Task directions: Retype every record exactly as it appears.

Provided records:
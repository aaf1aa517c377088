//! Brain Module Tests
//!
//! Intent rule ordering and the reply contract of every generator.

use crate::brain::calculator::PARSE_FAILURE_REPLY;
use crate::brain::replies::{GENERIC_EXPLANATION, MOLECULE_REPLY, PYTHAGORAS_REPLY};
use crate::brain::{Intent, IntentClassifier, ReplyKind, Responder, Subject};
use rand::rngs::StdRng;
use rand::SeedableRng;

#[cfg(test)]
mod intent_classifier_tests {
    use super::*;

    fn assert_intent(classifier: &IntentClassifier, inputs: &[&str], expected: Intent) {
        for input in inputs {
            assert_eq!(
                classifier.classify(input).intent,
                expected,
                "Expected {:?} for '{}'",
                expected,
                input
            );
        }
    }

    #[test]
    fn test_each_rule_in_isolation() {
        let classifier = IntentClassifier::new();

        assert_intent(&classifier, &["hi", "Hello!", "hey there", "hii", "Hola"], Intent::Greeting);
        assert_intent(&classifier, &["thanks a lot", "thank you", "thx", "THNKS"], Intent::Thanks);
        assert_intent(&classifier, &["bye", "Goodbye now", "see you tomorrow"], Intent::Bye);
        assert_intent(
            &classifier,
            &["motivate me", "I am lazy", "i feel lazy", "need encouragement"],
            Intent::Motivation,
        );
        assert_intent(
            &classifier,
            &["make me a study plan", "my timetable", "study schedule please", "plan for tomorrow"],
            Intent::StudyPlan,
        );
        assert_intent(
            &classifier,
            &["explain gravity", "what is a molecule", "define entropy", "why is the sky blue", "how to focus"],
            Intent::Explain,
        );
        assert_intent(&classifier, &["solve 2 + 2", "Calculate 12 + 7"], Intent::Calculate);
    }

    #[test]
    fn test_first_match_wins() {
        let classifier = IntentClassifier::new();

        // greeting beats everything after it
        assert_intent(&classifier, &["hi, explain math", "hello, calculate 1 + 1"], Intent::Greeting);
        // thanks beats bye
        assert_intent(&classifier, &["thanks and bye"], Intent::Thanks);
        // study plan beats explain and subject
        assert_intent(&classifier, &["what is a good study plan for physics"], Intent::StudyPlan);
        // explain beats subject
        assert_intent(&classifier, &["explain chemistry"], Intent::Explain);
        // subject beats calculate
        assert_intent(&classifier, &["solve this math problem"], Intent::Subject(Subject::Math));
        // "what is the value of" is caught by the earlier "what is" rule
        assert_intent(&classifier, &["what is the value of 3 + 4"], Intent::Explain);
    }

    #[test]
    fn test_classification_is_idempotent() {
        let classifier = IntentClassifier::new();
        for input in ["hello", "plan for math", "physics", "Calculate 1 + 2", "blorp"] {
            assert_eq!(classifier.classify(input), classifier.classify(input));
        }
    }
}

#[cfg(test)]
mod reply_tests {
    use super::*;

    fn reply(message: &str, seed: u64) -> String {
        let mut rng = StdRng::seed_from_u64(seed);
        Responder::new().respond(message, &mut rng).text
    }

    #[test]
    fn test_canned_replies_come_from_tables() {
        let cases = [
            ("hello", ReplyKind::Greeting),
            ("thanks!", ReplyKind::Thanks),
            ("bye", ReplyKind::Bye),
            ("motivate me", ReplyKind::Motivation),
            ("zzz", ReplyKind::Fallback),
        ];
        for seed in 0..10 {
            for (message, kind) in cases {
                let text = reply(message, seed);
                assert!(
                    kind.phrases().contains(&text.as_str()),
                    "'{}' is not a {:?} phrase",
                    text,
                    kind
                );
            }
        }
    }

    #[test]
    fn test_explanation_uses_subject_tips() {
        for seed in 0..10 {
            let text = reply("explain physics to me", seed);
            assert!(Subject::Physics.tips().contains(&text.as_str()));
        }
        assert_eq!(reply("what is pythagoras", 0), PYTHAGORAS_REPLY);
        assert_eq!(reply("define molecule", 0), MOLECULE_REPLY);
        assert_eq!(reply("explain love", 0), GENERIC_EXPLANATION);
    }

    #[test]
    fn test_subject_reply_has_header() {
        let text = reply("programming", 3);
        let mut lines = text.lines();
        assert_eq!(lines.next(), Some("Subject: Programming"));
        let tip = lines.next().unwrap();
        assert!(Subject::Programming.tips().contains(&tip));
    }

    #[test]
    fn test_two_hour_study_plan() {
        let text = reply("Give me a 2 hour study plan", 0);
        let lines: Vec<&str> = text.lines().collect();

        assert_eq!(lines[0], "Study Plan (~120 minutes):");
        for i in 1..=4 {
            assert_eq!(
                lines[i],
                format!("• Block {}: 25 min focused study + 5 min break", i)
            );
        }
        assert_eq!(lines[5], "• After 3–4 blocks take a longer 20–30 min break.");
        assert_eq!(lines[6], "Tip: Remove distractions, set a clear goal for each block.");
        assert_eq!(lines.len(), 7);
        assert!(!text.contains("Focus topic"));
    }

    #[test]
    fn test_plan_for_subject() {
        let text = reply("plan for math", 0);
        assert!(text.starts_with("Study Plan (~120 minutes):"));
        assert!(text.contains("Focus topic: Math. Try to divide the topic into 3 subtopics."));
    }

    #[test]
    fn test_calculations() {
        assert_eq!(reply("Calculate 12 + 7", 0), "The answer is: 19");
        assert_eq!(reply("Calculate 10 / 0", 0), PARSE_FAILURE_REPLY);
        assert_eq!(reply("Calculate nonsense", 0), PARSE_FAILURE_REPLY);
        assert_eq!(reply("solve 2 + 3 * 4 - 1", 0), "The answer is: 13");
    }

    #[test]
    fn test_small_talk() {
        assert!(reply("how are you?", 0).starts_with("I'm StudyBuddy"));
        assert!(reply("what can you do", 0).starts_with("I can create study plans"));
    }
}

Final answer:
repository aaf1aa517c377088
//! Brain Module Tests
//!
//! Intent rule ordering and the reply contract of every generator.

use crate::brain::calculator::PARSE_FAILURE_REPLY;
use crate::brain::replies::{GENERIC_EXPLANATION, MOLECULE_REPLY, PYTHAGORAS_REPLY};
use crate::brain::{Intent, IntentClassifier, ReplyKind, Responder, Subject};
use rand::rngs::StdRng;
use rand::SeedableRng;

#[cfg(test)]
mod intent_classifier_tests {
    use super::*;

    fn assert_intent(classifier: &IntentClassifier, inputs: &[&str], expected: Intent) {
        for input in inputs {
            assert_eq!(
                classifier.classify(input).intent,
                expected,
                "Expected {:?} for '{}'",
                expected,
                input
            );
        }
    }

    #[test]
    fn test_each_rule_in_isolation() {
        let classifier = IntentClassifier::new();

        assert_intent(&classifier, &["hi", "Hello!", "hey there", "hii", "Hola"], Intent::Greeting);
        assert_intent(&classifier, &["thanks a lot", "thank you", "thx", "THNKS"], Intent::Thanks);
        assert_intent(&classifier, &["bye", "Goodbye now", "see you tomorrow"], Intent::Bye);
        assert_intent(
            &classifier,
            &["motivate me", "I am lazy", "i feel lazy", "need encouragement"],
            Intent::Motivation,
        );
        assert_intent(
            &classifier,
            &["make me a study plan", "my timetable", "study schedule please", "plan for tomorrow"],
            Intent::StudyPlan,
        );
        assert_intent(
            &classifier,
            &["explain gravity", "what is a molecule", "define entropy", "why is the sky blue", "how to focus"],
            Intent::Explain,
        );
        assert_intent(&classifier, &["solve 2 + 2", "Calculate 12 + 7"], Intent::Calculate);
    }

    #[test]
    fn test_first_match_wins() {
        let classifier = IntentClassifier::new();

        // greeting beats everything after it
        assert_intent(&classifier, &["hi, explain math", "hello, calculate 1 + 1"], Intent::Greeting);
        // thanks beats bye
        assert_intent(&classifier, &["thanks and bye"], Intent::Thanks);
        // study plan beats explain and subject
        assert_intent(&classifier, &["what is a good study plan for physics"], Intent::StudyPlan);
        // explain beats subject
        assert_intent(&classifier, &["explain chemistry"], Intent::Explain);
        // subject beats calculate
        assert_intent(&classifier, &["solve this math problem"], Intent::Subject(Subject::Math));
        // "what is the value of" is caught by the earlier "what is" rule
        assert_intent(&classifier, &["what is the value of 3 + 4"], Intent::Explain);
    }

    #[test]
    fn test_classification_is_idempotent() {
        let classifier = IntentClassifier::new();
        for input in ["hello", "plan for math", "physics", "Calculate 1 + 2", "blorp"] {
            assert_eq!(classifier.classify(input), classifier.classify(input));
        }
    }
}

#[cfg(test)]
mod reply_tests {
    use super::*;

    fn reply(message: &str, seed: u64) -> String {
        let mut rng = StdRng::seed_from_u64(seed);
        Responder::new().respond(message, &mut rng).text
    }

    #[test]
    fn test_canned_replies_come_from_tables() {
        let cases = [
            ("hello", ReplyKind::Greeting),
            ("thanks!", ReplyKind::Thanks),
            ("bye", ReplyKind::Bye),
            ("motivate me", ReplyKind::Motivation),
            ("zzz", ReplyKind::Fallback),
        ];
        for seed in 0..10 {
            for (message, kind) in cases {
                let text = reply(message, seed);
                assert!(
                    kind.phrases().contains(&text.as_str()),
                    "'{}' is not a {:?} phrase",
                    text,
                    kind
                );
            }
        }
    }

    #[test]
    fn test_explanation_uses_subject_tips() {
        for seed in 0..10 {
            let text = reply("explain physics to me", seed);
            assert!(Subject::Physics.tips().contains(&text.as_str()));
        }
        assert_eq!(reply("what is pythagoras", 0), PYTHAGORAS_REPLY);
        assert_eq!(reply("define molecule", 0), MOLECULE_REPLY);
        assert_eq!(reply("explain love", 0), GENERIC_EXPLANATION);
    }

    #[test]
    fn test_subject_reply_has_header() {
        let text = reply("programming", 3);
        let mut lines = text.lines();
        assert_eq!(lines.next(), Some("Subject: Programming"));
        let tip = lines.next().unwrap();
        assert!(Subject::Programming.tips().contains(&tip));
    }

    #[test]
    fn test_two_hour_study_plan() {
        let text = reply("Give me a 2 hour study plan", 0);
        let lines: Vec<&str> = text.lines().collect();

        assert_eq!(lines[0], "Study Plan (~120 minutes):");
        for i in 1..=4 {
            assert_eq!(
                lines[i],
                format!("• Block {}: 25 min focused study + 5 min break", i)
            );
        }
        assert_eq!(lines[5], "• After 3–4 blocks take a longer 20–30 min break.");
        assert_eq!(lines[6], "Tip: Remove distractions, set a clear goal for each block.");
        assert_eq!(lines.len(), 7);
        assert!(!text.contains("Focus topic"));
    }

    #[test]
    fn test_plan_for_subject() {
        let text = reply("plan for math", 0);
        assert!(text.starts_with("Study Plan (~120 minutes):"));
        assert!(text.contains("Focus topic: Math. Try to divide the topic into 3 subtopics."));
    }

    #[test]
    fn test_calculations() {
        assert_eq!(reply("Calculate 12 + 7", 0), "The answer is: 19");
        assert_eq!(reply("Calculate 10 / 0", 0), PARSE_FAILURE_REPLY);
        assert_eq!(reply("Calculate nonsense", 0), PARSE_FAILURE_REPLY);
        assert_eq!(reply("solve 2 + 3 * 4 - 1", 0), "The answer is: 13");
    }

    #[test]
    fn test_small_talk() {
        assert!(reply("how are you?", 0).starts_with("I'm StudyBuddy"));
        assert!(reply("what can you do", 0).starts_with("I can create study plans"));
    }
}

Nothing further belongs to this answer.